I saw a portion of myself in each of those women on that stage tonight. I experienced one of those rare phenomenons: I can not begin to paint for you a suitable picture of all the scenes or even most of the movement in “Untitled Feminist Show”. There would be no satisfaction in that for either me or you. Even what I have described gives you a poor idea of the individualized potential meaning it has. This is not a show to be described, this is a show to be experienced.

 

REVIEW: “I’MMA DO ME”

Dr. Martin Luther King, Jr. Day at the University of Michigan is a special day in which the U-M community comes together to celebrate the legacy of Dr. King, and explore our roles in activism. As a part of this year’s MLK Symposium, playwright and actor April Dae Rochon brought to campus a “15-character one-woman play” that explored multiple stories of poverty in present-day United States. This play, “I’MMA DO ME,” challenged the audience to look at the issue of poverty in an entertaining and educational way.

Ms. Rochon gave her performance of “I’MMA DO ME” to a full house on Monday, January 18 at 7pm. I had a chance to attend her encore performance on the day after, on Tuesday, with my fellow Residential Staff (ResStaff) members.

Through her performance, Ms. Rochon has convinced me that theater is a powerful tool for social change. By hearing and recreating real stories from real people, and presenting those in an entertaining and eye-opening form, Ms. Rochon gives the audience a shared experience that all audience members could reflect on together. “I’MMA DO ME” gives us a lens to talk about the cultural experience that not all audience members may share — poverty, drug addiction, living with constant fear of gun shootings, police brutality, teen pregnancy, college discussion on privilege at a “unique” university, and many others. Throughout the play, members of the audience nodded, snapped, cringed, groaned, laughed, sighed, and clapped — because many of us could relate to the sentiments shared on stage, although our experiences are not the same at all.

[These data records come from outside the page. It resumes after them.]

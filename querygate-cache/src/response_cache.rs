//! Fingerprinted, TTL-expiring response cache.
//!
//! Expiry is computed on read, not scheduled: an entry is visible while
//! `now - stored_at < ttl` and is purged by the first read that finds it
//! expired. There is no timer thread, so the only concurrency domain is the
//! single lock around the table.

use chrono::TimeDelta;
use querygate_core::{
    elapsed_between, system_clock, to_time_delta, Clock, Fingerprint, QueryGateResult, TenantId,
    Timestamp,
};
use serde_json::Value;
use std::collections::HashMap;
use std::sync::atomic::{AtomicU64, Ordering};
use std::sync::{Arc, PoisonError, RwLock, RwLockReadGuard, RwLockWriteGuard};
use std::time::Duration;
use tracing::{debug, info};

use crate::config::CacheConfig;
use crate::stats::CacheStats;

/// A stored value and the instant it was written.
#[derive(Debug, Clone)]
pub struct CacheEntry<V> {
    pub value: V,
    pub stored_at: Timestamp,
}

impl<V> CacheEntry<V> {
    /// True while `now - stored_at < ttl`.
    pub fn is_live_at(&self, now: Timestamp, ttl: TimeDelta) -> bool {
        elapsed_between(self.stored_at, now) < ttl
    }
}

/// Tenant-scoped response cache with a fixed TTL.
///
/// All mutation goes through `&self` methods; callers only ever receive
/// clones of stored values.
#[derive(Debug)]
pub struct ResponseCache<V = Value> {
    entries: RwLock<HashMap<Fingerprint, CacheEntry<V>>>,
    ttl: TimeDelta,
    ttl_std: Duration,
    max_entries: Option<usize>,
    clock: Arc<dyn Clock>,
    hits: AtomicU64,
    misses: AtomicU64,
    evictions: AtomicU64,
}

At the conclusion of this play, Ms. Rochon and the director of the play, Mr. Lumumba Reynolds, engaged us in a dialogue on what this theatric experience was like for us — what made us uncomfortable? What did you see? What didn’t you see? Do we know these characters in our lives? It is difficult to talk about what you don’t know without any shared cultural representations of them, and it was amazing to see this play acting as an agent for that difficult dialogue to happen with total strangers in the room. Ms. Rochon also shared with us the importance of presenting the reality, regardless of who is in the audience. Because the play presents ugly pictures of white privilege and extreme inequality, some audience members may not be as open as others. Even with that danger, she firmly believes in not watering down the truths and meaning what she says. This philosophy is extremely important in my work as a performing artist and an activist. I learned from this “talk-back” session just as much as I did from the play itself.

During the scene with six college students arguing about privilege (represented by differently colored pencils), an African American student character in the play declares: “Luxury of being ignorant is one among many things we can’t afford.” By seeing “I’MMA DO ME,” we could take the first step to combat ignorance — self-education on the issues of poverty. It’s a powerful example of how theater can influence the society.